C5H10 low and high resolution H-1 proton nmr spectrum of 2-methylbut-2-ene (2-methyl-2-butene) analysis interpretation of chemical shifts ppm spin spin line splitting diagram H1 1-H nmr for 2-methylbut-2-ene (2-methyl-2-butene) doc brown's advanced organic chemistry revision notes

TMS is the acronym for tetramethylsilane, formula Si(CH₃)₄, whose protons are arbitrarily given a chemical shift of 0.0 ppm.

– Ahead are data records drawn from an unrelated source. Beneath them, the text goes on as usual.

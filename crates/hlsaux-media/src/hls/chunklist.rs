//! Reading master playlists and variant chunklists.

use hlsaux_core::{Error, Result};
use m3u8_rs::Playlist;

/// A (non-I-frame) variant listed in a master playlist.
#[derive(Debug, Clone, PartialEq, Eq)]
pub struct VariantRef {
    /// Chunklist URI, relative to the master playlist.
    pub uri: String,
}

/// One segment file of a chunklist.
#[derive(Debug, Clone, PartialEq, Eq)]
pub struct ChunkSegment {
    /// Segment URI, relative to the chunklist.
    pub uri: String,
    /// Initialization segment in effect for this segment, if any.
    pub init: Option<String>,
}

/// The ordered segment files of one variant.
#[derive(Debug, Clone, PartialEq, Eq)]
pub struct Chunklist {
    /// Declared `EXT-X-TARGETDURATION`.
    pub target_duration: u64,
    pub segments: Vec<ChunkSegment>,
}

/// What an input playlist turned out to be.
#[derive(Debug, Clone, PartialEq, Eq)]
pub enum PlaylistKind {
    Master(Vec<VariantRef>),
    Media(Chunklist),
}

/// Parse playlist bytes into a master variant list or a chunklist.
///
/// Only local, relative or absolute file references are supported; URLs
/// are rejected.
pub fn read_playlist(bytes: &[u8]) -> Result<PlaylistKind> {
    let parsed = m3u8_rs::parse_playlist_res(bytes)
        .map_err(|_| Error::playlist("input is not a valid M3U8 playlist"))?;

    match parsed {
        Playlist::MasterPlaylist(master) => {
            let variants = master
                .variants
                .into_iter()
                .filter(|v| !v.is_i_frame)
                .map(|v| {
                    ensure_local(&v.uri)?;
                    Ok(VariantRef { uri: v.uri })
                })
                .collect::<Result<Vec<_>>>()?;
            Ok(PlaylistKind::Master(variants))
        }
        Playlist::MediaPlaylist(media) => {
            let mut init: Option<String> = None;
            let mut segments = Vec::with_capacity(media.segments.len());

            for segment in media.segments {
                ensure_local(&segment.uri)?;
                // A map applies to every later segment until replaced.
                if let Some(map) = segment.map {
                    ensure_local(&map.uri)?;
                    init = Some(map.uri);
                }
                segments.push(ChunkSegment {
                    uri: segment.uri,
                    init: init.clone(),
                });
            }

            Ok(PlaylistKind::Media(Chunklist {
                target_duration: media.target_duration,
                segments,
            }))
        }
    }
}

fn ensure_local(uri: &str) -> Result<()> {
    if uri.contains("://") {
        return Err(Error::playlist(format!(
            "remote URI {uri} is not supported; only local files can be probed"
        )));
    }
    Ok(())
}

#[cfg(test)]
mod tests {
    use super::*;

    #[test]
    fn reads_master_variants_and_skips_iframe_streams() {
        let master = "\
#EXTM3U
#EXT-X-VERSION:4
#EXT-X-STREAM-INF:BANDWIDTH=2000000,RESOLUTION=1280x720
720p/index.m3u8
#EXT-X-STREAM-INF:BANDWIDTH=800000,RESOLUTION=640x360
360p/index.m3u8
#EXT-X-I-FRAME-STREAM-INF:BANDWIDTH=100000,URI=\"720p/index_I-FRAME-ONLY.m3u8\"
";
        let PlaylistKind::Master(variants) = read_playlist(master.as_bytes()).unwrap() else {
            panic!("expected a master playlist");
        };
        assert_eq!(
            variants,
            vec![
                VariantRef {
                    uri: "720p/index.m3u8".into(),
                },
                VariantRef {
                    uri: "360p/index.m3u8".into(),
                },
            ]
        );
    }

    #[test]
    fn reads_chunklist() {
        let media = "\
#EXTM3U
#EXT-X-VERSION:3
#EXT-X-TARGETDURATION:6
#EXT-X-MEDIA-SEQUENCE:0
#EXTINF:6.000,
seg0.ts
#EXTINF:4.500,
seg1.ts
#EXT-X-ENDLIST
";
        let PlaylistKind::Media(chunklist) = read_playlist(media.as_bytes()).unwrap() else {
            panic!("expected a media playlist");
        };
        assert_eq!(chunklist.target_duration, 6);
        assert_eq!(chunklist.segments.len(), 2);
        assert_eq!(chunklist.segments[1].uri, "seg1.ts");
        assert!(chunklist.segments.iter().all(|s| s.init.is_none()));
    }

    #[test]
    fn carries_map_forward_until_replaced() {
        let media = "\
#EXTM3U
#EXT-X-VERSION:7
#EXT-X-TARGETDURATION:4
#EXT-X-MAP:URI=\"init0.mp4\"
#EXTINF:4.0,
a.m4s
#EXTINF:4.0,
b.m4s
#EXT-X-MAP:URI=\"init1.mp4\"
#EXTINF:4.0,
c.m4s
#EXT-X-ENDLIST
";
        let PlaylistKind::Media(chunklist) = read_playlist(media.as_bytes()).unwrap() else {
            panic!("expected a media playlist");
        };
        let inits: Vec<_> = chunklist
            .segments
            .iter()
            .map(|s| s.init.as_deref())
            .collect();
        assert_eq!(
            inits,
            vec![Some("init0.mp4"), Some("init0.mp4"), Some("init1.mp4")]
        );
    }

    #[test]
    fn rejects_remote_segments() {
        let media = "\
#EXTM3U
#EXT-X-TARGETDURATION:6
#EXTINF:6.0,
https://cdn.example.com/seg0.ts
#EXT-X-ENDLIST
";
        let err = read_playlist(media.as_bytes()).unwrap_err();
        assert!(matches!(err, Error::Playlist(_)));
    }

    #[test]
    fn rejects_garbage() {
        let err = read_playlist(b"not a playlist").unwrap_err();
        assert!(matches!(err, Error::Playlist(_)));
    }
}
//! Builder for executing external tool commands with timeout and
//! cancellation support.

use std::path::PathBuf;
use std::process::{ExitStatus, Stdio};
use std::time::Duration;

use hlsaux_core::Error;
use tokio::io::AsyncWriteExt;
use tokio::process::Command;
use tokio_util::sync::CancellationToken;

/// Default command timeout: 5 minutes.
const DEFAULT_TIMEOUT: Duration = Duration::from_secs(300);

/// Output captured from a tool execution.
#[derive(Debug, Clone)]
pub struct ToolOutput {
    /// Process exit status.
    pub status: ExitStatus,
    /// Captured standard output (lossy UTF-8).
    pub stdout: String,
    /// Captured standard error (lossy UTF-8).
    pub stderr: String,
}

/// A builder for constructing and executing external tool invocations.
///
/// The child is killed when the timeout expires or the cancellation token
/// fires.
///
/// # Example
///
/// ```no_run
/// use hlsaux_av::ToolCommand;
/// use std::path::PathBuf;
///
/// # async fn example() -> hlsaux_core::Result<()> {
/// let output = ToolCommand::new(PathBuf::from("ffprobe"))
///     .args(["-hide_banner", "-show_packets"])
///     .args(["-print_format", "json"])
///     .arg("/path/to/segment.ts")
///     .execute()
///     .await?;
/// println!("{}", output.stdout);
/// # Ok(())
/// # }
/// ```
#[derive(Debug, Clone)]
pub struct ToolCommand {
    program: PathBuf,
    args: Vec<String>,
    timeout: Duration,
    stdin_data: Option<Vec<u8>>,
    cancel: Option<CancellationToken>,
}

impl ToolCommand {
    /// Create a new command for the given program path.
    pub fn new(program: PathBuf) -> Self {
        Self {
            program,
            args: Vec::new(),
            timeout: DEFAULT_TIMEOUT,
            stdin_data: None,
            cancel: None,
        }
    }

    /// Append a single argument.
    pub fn arg(&mut self, s: impl Into<String>) -> &mut Self {
        self.args.push(s.into());
        self
    }

    /// Append multiple arguments.
    pub fn args(&mut self, iter: impl IntoIterator<Item = impl Into<String>>) -> &mut Self {
        self.args.extend(iter.into_iter().map(Into::into));
        self
    }

    /// Set the maximum execution time.
    pub fn timeout(&mut self, d: Duration) -> &mut Self {
        self.timeout = d;
        self
    }

    /// Provide data to be written to the process's stdin.
    ///
    /// The data is written concurrently with reading the output, so tools
    /// that stream results while still consuming input cannot deadlock.
    pub fn stdin(&mut self, data: Vec<u8>) -> &mut Self {
        self.stdin_data = Some(data);
        self
    }

    /// Abort the execution when `token` is cancelled.
    pub fn cancel_on(&mut self, token: CancellationToken) -> &mut Self {
        self.cancel = Some(token);
        self
    }

    fn program_name(&self) -> String {
        self.program
            .file_name()
            .map(|n| n.to_string_lossy().to_string())
            .unwrap_or_else(|| self.program.to_string_lossy().to_string())
    }

    /// Execute the command, capturing stdout and stderr.
    ///
    /// # Errors
    ///
    /// - [`Error::Cancelled`] if the cancellation token fired.
    /// - [`Error::Tool`] if spawning fails, the process times out, exits
    ///   with a non-zero status (message includes stderr) or its stdin
    ///   could not be written.
    pub async fn execute(&self) -> hlsaux_core::Result<ToolOutput> {
        let program_name = self.program_name();

        let mut cmd = Command::new(&self.program);
        cmd.args(&self.args);
        cmd.stdin(if self.stdin_data.is_some() {
            Stdio::piped()
        } else {
            Stdio::null()
        });
        cmd.stdout(Stdio::piped());
        cmd.stderr(Stdio::piped());
        cmd.kill_on_drop(true);

        tracing::trace!(tool = %program_name, args = ?self.args, "spawning");

        let mut child = cmd
            .spawn()
            .map_err(|e| Error::tool(&program_name, format!("failed to spawn: {e}")))?;

        let writer = match (self.stdin_data.clone(), child.stdin.take()) {
            (Some(data), Some(mut stdin)) => Some(tokio::spawn(async move {
                stdin.write_all(&data).await?;
                stdin.shutdown().await
            })),
            _ => None,
        };

        let cancelled = async {
            match &self.cancel {
                Some(token) => token.cancelled().await,
                None => std::future::pending().await,
            }
        };

        // Dropping the wait future drops the child, which kills it.
        let waited = tokio::select! {
            _ = cancelled => None,
            r = tokio::time::timeout(self.timeout, child.wait_with_output()) => Some(r),
        };
        let Some(result) = waited else {
            if let Some(handle) = writer {
                handle.abort();
            }
            return Err(Error::Cancelled);
        };

        let output = match result {
            Ok(Ok(output)) => output,
            Ok(Err(e)) => {
                return Err(Error::tool(
                    program_name,
                    format!("I/O error waiting for process: {e}"),
                ))
            }
            Err(_elapsed) => {
                if let Some(handle) = writer {
                    handle.abort();
                }
                return Err(Error::tool(
                    program_name,
                    format!("timed out after {:?}", self.timeout),
                ));
            }
        };

        let tool_output = ToolOutput {
            status: output.status,
            stdout: String::from_utf8_lossy(&output.stdout).to_string(),
            stderr: String::from_utf8_lossy(&output.stderr).to_string(),
        };

        if !output.status.success() {
            return Err(Error::tool(
                program_name,
                format!(
                    "exited with status {}: {}",
                    output.status,
                    tool_output.stderr.trim()
                ),
            ));
        }

        if let Some(handle) = writer {
            match handle.await {
                Ok(Ok(())) => {}
                // The tool may legitimately stop reading once it has what it needs.
                Ok(Err(e)) if e.kind() == std::io::ErrorKind::BrokenPipe => {
                    tracing::debug!(tool = %program_name, "stdin closed early by tool");
                }
                Ok(Err(e)) => {
                    return Err(Error::tool(program_name, format!("failed to write stdin: {e}")))
                }
                Err(e) => {
                    return Err(Error::tool(program_name, format!("stdin writer failed: {e}")))
                }
            }
        }

        Ok(tool_output)
    }
}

This is the 'standard' in ¹H NMR spectroscopy and all other proton shifts, called chemical shifts, depend on the individual (electronic) chemical environment of the hydrogen atoms in an organic molecule - 2-methylbut-2-ene (2-methyl-2-butene) here.

The chemical shifts quoted in ppm on the diagram of the H-1 NMR spectrum of 2-methylbut-2-ene (2-methyl-2-butene) represent the peaks of the intensity of the chemical shifts of (which are often groups of split lines at high resolution) AND the relative integrated areas under the peaks gives you the ratio of protons in the different chemical environments of the 2-methylbut-2-ene (2-methyl-2-butene) molecule.

2-methylbut-2-ene C₅H₁₀ ,

Interpreting the H-1 NMR spectrum of 2-methylbut-2-ene (2-methyl-2-butene)

For relatively simple molecules, the low resolution H-1 NMR spectrum of 2-methylbut-2-ene (2-methyl-2-butene) is usually a good starting point (low resolution diagram above), but not in this case

All the methyl proton groups have a similar H-1 chemical shift.

The hydrogen atoms (protons) of 2-methylbut-2-ene (2-methyl-2-butene) occupy 4 (not 3) different chemical environments in a very high resolution NMR spectra showing 5 peaks of different H-1 NMR chemical shifts.

CH₃C(CH₃)=CHCH₃

Note the proton ratio 3:3:1:3 of the four colours of the protons in the four chemically different environments

Although there are 10 hydrogen atoms in the molecule, there are 4 possible different chemical environments for the hydrogen atoms in 2-methylbut-2-ene (2-methyl-2-butene) molecule.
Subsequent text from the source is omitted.